Il Ministero dell’Ambiente e della Sicurezza Energetica, con la risposta all’interpello n. 178127 del 1 ottobre 2024, ha fornito chiarimenti in materia di restituzione delle acque provenienti dagli impianti di potabilizzazione.

Nello specifico, la Regione Lazio chiedeva se “la nozione di «rilasci di acque previsti dall’articolo 114» contenuta all’art. 74, comma 1 lett. ff) d.lgs. 3 aprile 2006, n. 152 sia suscettibile di includere le acque derivanti dal trattamento di potabilizzazione in cui gli elementi naturali (ad esempio arsenico) sono presenti in concentrazione più elevata rispetto all’acqua in ingresso prima del trattamento, nonché i reflui derivanti dal contro lavaggio dei filtri degli impianti di trattamento ovvero se tale nozione ricomprenda esclusivamente le acque depurate idonee al consumo umano”.

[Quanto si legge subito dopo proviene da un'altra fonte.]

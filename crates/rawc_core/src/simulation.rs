//! A self-contained driver owning a network, its integrator and its buffer.

use crate::buffer::DataBuffer;
use crate::config::{BuildOptions, Precision};
use crate::integrator::{run_observed, StepReport};
use crate::network::Dimension;
use crate::solvers::Stepper;
use crate::traits::{Integrator, Network, Scalar};
use anyhow::{bail, Context};

pub struct Simulation<T, N, I> {
    network: N,
    integrator: I,
    data: DataBuffer<T>,
    t: T,
}

impl<T, N, I> Simulation<T, N, I>
where
    T: Scalar,
    N: Network<T>,
    I: Integrator<T>,
{
    pub fn new(network: N, integrator: I) -> crate::Result<Self> {
        let data = network.alloc(integrator.order())?;
        Ok(Self {
            network,
            integrator,
            data,
            t: T::zero(),
        })
    }

    pub fn prepare(&mut self, t: T) {
        self.network.prepare(&mut self.data, t);
    }

    pub fn init(&mut self, t: T) {
        self.network.init(&mut self.data, t);
        self.t = t;
    }

    pub fn reset(&mut self, t: T) {
        self.network.reset(&mut self.data, t);
        self.t = t;
    }

    /// Advances by one step of at most `dt`.
    pub fn step(&mut self, dt: T) -> StepReport<T> {
        let report = self
            .integrator
            .step(&self.network, &mut self.data, self.t, dt);
        self.t = self.t + self.network.timestep(&self.data, report.dt);
        report
    }

    /// Steps until `to` and returns the time reached.
    pub fn run(&mut self, step: T, to: T) -> T {
        self.run_observed(step, to, |_, _| {})
    }

    pub fn run_observed<F>(&mut self, step: T, to: T, observe: F) -> T
    where
        F: FnMut(T, &DataBuffer<T>),
    {
        self.t = run_observed(
            &self.integrator,
            &self.network,
            &mut self.data,
            self.t,
            step,
            to,
            observe,
        );
        self.t
    }

    pub fn t(&self) -> T {
        self.t
    }

    pub fn get(&self, index: usize) -> T {
        self.data.get(index)
    }

    pub fn set(&mut self, index: usize, value: T) {
        self.data.set(index, value);
    }

    pub fn data(&self) -> &DataBuffer<T> {
        &self.data
    }

    pub fn data_mut(&mut self) -> &mut DataBuffer<T> {
        &mut self.data
    }

    pub fn dimension(&self, index: usize) -> Dimension {
        self.network.dimension(index)
    }

    /// Data index of a state named by its dotted path.
    pub fn find_variable(&self, path: &str) -> Option<usize> {
        self.network.meta()?.find_variable(path)
    }

    pub fn network(&self) -> &N {
        &self.network
    }

    pub fn integrator(&self) -> &I {
        &self.integrator
    }
}

impl<T, N> Simulation<T, N, Stepper>
where
    T: Scalar,
    N: Network<T>,
{
    /// Builds a simulation with the builtin integrator named by `options`.
    pub fn from_options(network: N, options: &BuildOptions) -> anyhow::Result<Self> {
        options.validate().context("invalid build options")?;

        if Precision::of::<T>() != Some(options.precision) {
            bail!(
                "scalar type does not match {:?} precision",
                options.precision
            );
        }
        if network.layout().event_refinement() != options.event_refinement {
            bail!(
                "network layout event refinement ({}) does not match build options ({})",
                network.layout().event_refinement(),
                options.event_refinement
            );
        }
        let Some(stepper) = Stepper::build(options.integrator) else {
            bail!("custom integrators must be passed to Simulation::new");
        };

        Self::new(network, stepper).context("failed to allocate simulation buffer")
    }
}

#[cfg(test)]
mod tests {
    use super::*;
    use crate::meta::{ChildKind, ChildMeta, NetworkMeta, NodeMeta, StateMeta};
    use crate::network::{NetworkLayout, Range};
    use crate::solvers::{Euler, IntegratorKind};
    use approx::assert_relative_eq;

    static NODES: [NodeMeta; 1] = [NodeMeta {
        name: "",
        parent: None,
        first_child: Some(0),
    }];
    static STATES: [StateMeta; 1] = [StateMeta {
        name: "x",
        parent: 0,
        index: 0,
    }];
    static CHILDREN: [ChildMeta; 1] = [ChildMeta {
        kind: ChildKind::State(0),
        next: None,
    }];

    /// dx/dt = 1 with the time kept in data slot 2.
    struct Ramp {
        layout: NetworkLayout,
        meta: NetworkMeta,
    }

    impl Ramp {
        fn new(options: &BuildOptions) -> Self {
            Self {
                layout: NetworkLayout::new(4, Range::new(0, 1), Range::new(1, 2))
                    .and_then(|l| l.with_time_slots(2, 3))
                    .map(|l| l.with_options(options))
                    .unwrap(),
                meta: NetworkMeta {
                    name: "ramp",
                    nodes: &NODES,
                    states: &STATES,
                    children: &CHILDREN,
                },
            }
        }
    }

    impl Network<f64> for Ramp {
        fn layout(&self) -> &NetworkLayout {
            &self.layout
        }

        fn init(&self, data: &mut DataBuffer<f64>, _t: f64) {
            data.set(0, 10.0);
        }

        fn diff(&self, data: &mut DataBuffer<f64>, _t: f64, _dt: f64) {
            data.set(1, 1.0);
        }

        fn dimension(&self, index: usize) -> Dimension {
            if index == 0 {
                Dimension::scalar()
            } else {
                Dimension::new(2, 1)
            }
        }

        fn meta(&self) -> Option<&NetworkMeta> {
            Some(&self.meta)
        }
    }

    #[test]
    fn builds_from_options_and_runs() {
        let options = BuildOptions::default();
        let mut sim = Simulation::from_options(Ramp::new(&options), &options).unwrap();
        assert_eq!(Integrator::<f64>::order(sim.integrator()), 4);
        assert_eq!(sim.data().segment_count(), 4);

        sim.init(0.0);
        let t = sim.run(0.5, 2.0);
        assert_eq!(t, 2.0);
        assert_relative_eq!(sim.get(0), 12.0, epsilon = 1e-12);
        assert_eq!(sim.get(2), 2.0);
        assert_eq!(sim.find_variable("x"), Some(0));
        assert_eq!(sim.find_variable("y"), None);
        assert_eq!(sim.dimension(1), Dimension::new(2, 1));
    }

    #[test]
    fn from_options_rejects_mismatches() {
        let options = BuildOptions {
            precision: Precision::Float,
            ..BuildOptions::default()
        };
        let err = Simulation::<f64, _, _>::from_options(Ramp::new(&options), &options)
            .err()
            .expect("precision mismatch should fail");
        assert!(format!("{err}").contains("precision"));

        let options = BuildOptions {
            integrator: IntegratorKind::Custom,
            ..BuildOptions::default()
        };
        let err = Simulation::<f64, _, _>::from_options(Ramp::new(&options), &options)
            .err()
            .expect("custom integrators cannot be built");
        assert!(format!("{err}").contains("custom"));

        let refined = BuildOptions {
            event_refinement: true,
            ..BuildOptions::default()
        };
        let err = Simulation::<f64, _, _>::from_options(Ramp::new(&BuildOptions::default()), &refined)
            .err()
            .expect("layout and options disagree");
        assert!(format!("{err}").contains("event refinement"));
    }

    #[test]
    fn reset_restores_initial_state_and_clears_stages() {
        let options = BuildOptions::default();
        let mut sim = Simulation::new(Ramp::new(&options), Euler).unwrap();
        sim.init(0.0);
        sim.step(0.25);
        assert_eq!(sim.t(), 0.25);
        assert_eq!(sim.get(0), 10.25);

        sim.set(0, -3.0);
        sim.reset(1.0);
        assert_eq!(sim.t(), 1.0);
        assert_eq!(sim.get(0), 10.0);
    }
}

Il MASE, dopo aver ricordato come l’art. 114, comma 1, del d.lgs. 152/2006 attribuisca alle Regioni la competenza ad adottare una apposita disciplina in materia di restituzione di acque utilizzate in impianti di potabilizzazione, previo parere dello stesso Ministero, ha condiviso quanto già chiarito dalla stessa Regione Lazio con nota n. 214567 del 15 febbraio 2024, ossia che “le acque trattate da un sistema di potabilizzazione (per esempio a osmosi inversa) producono un “depurato” e un “concentrato”; il “depurato” va in rete ma, considerato che le richieste della rete sono diverse nelle diverse ore della giornata, l’eccedenza va in corpo idrico come “rilascio” o “restituzione” e pertanto non soggetta ad autorizzazione. Il “concentrato” invece è a tutti gli effetti uno scarico che deve essere autorizzato e deve rispettare i limiti previsti nelle tabelle dell’allegato V del Dlgs 152/2006 per non alterare/peggiorare lo stato del corpo recettore”.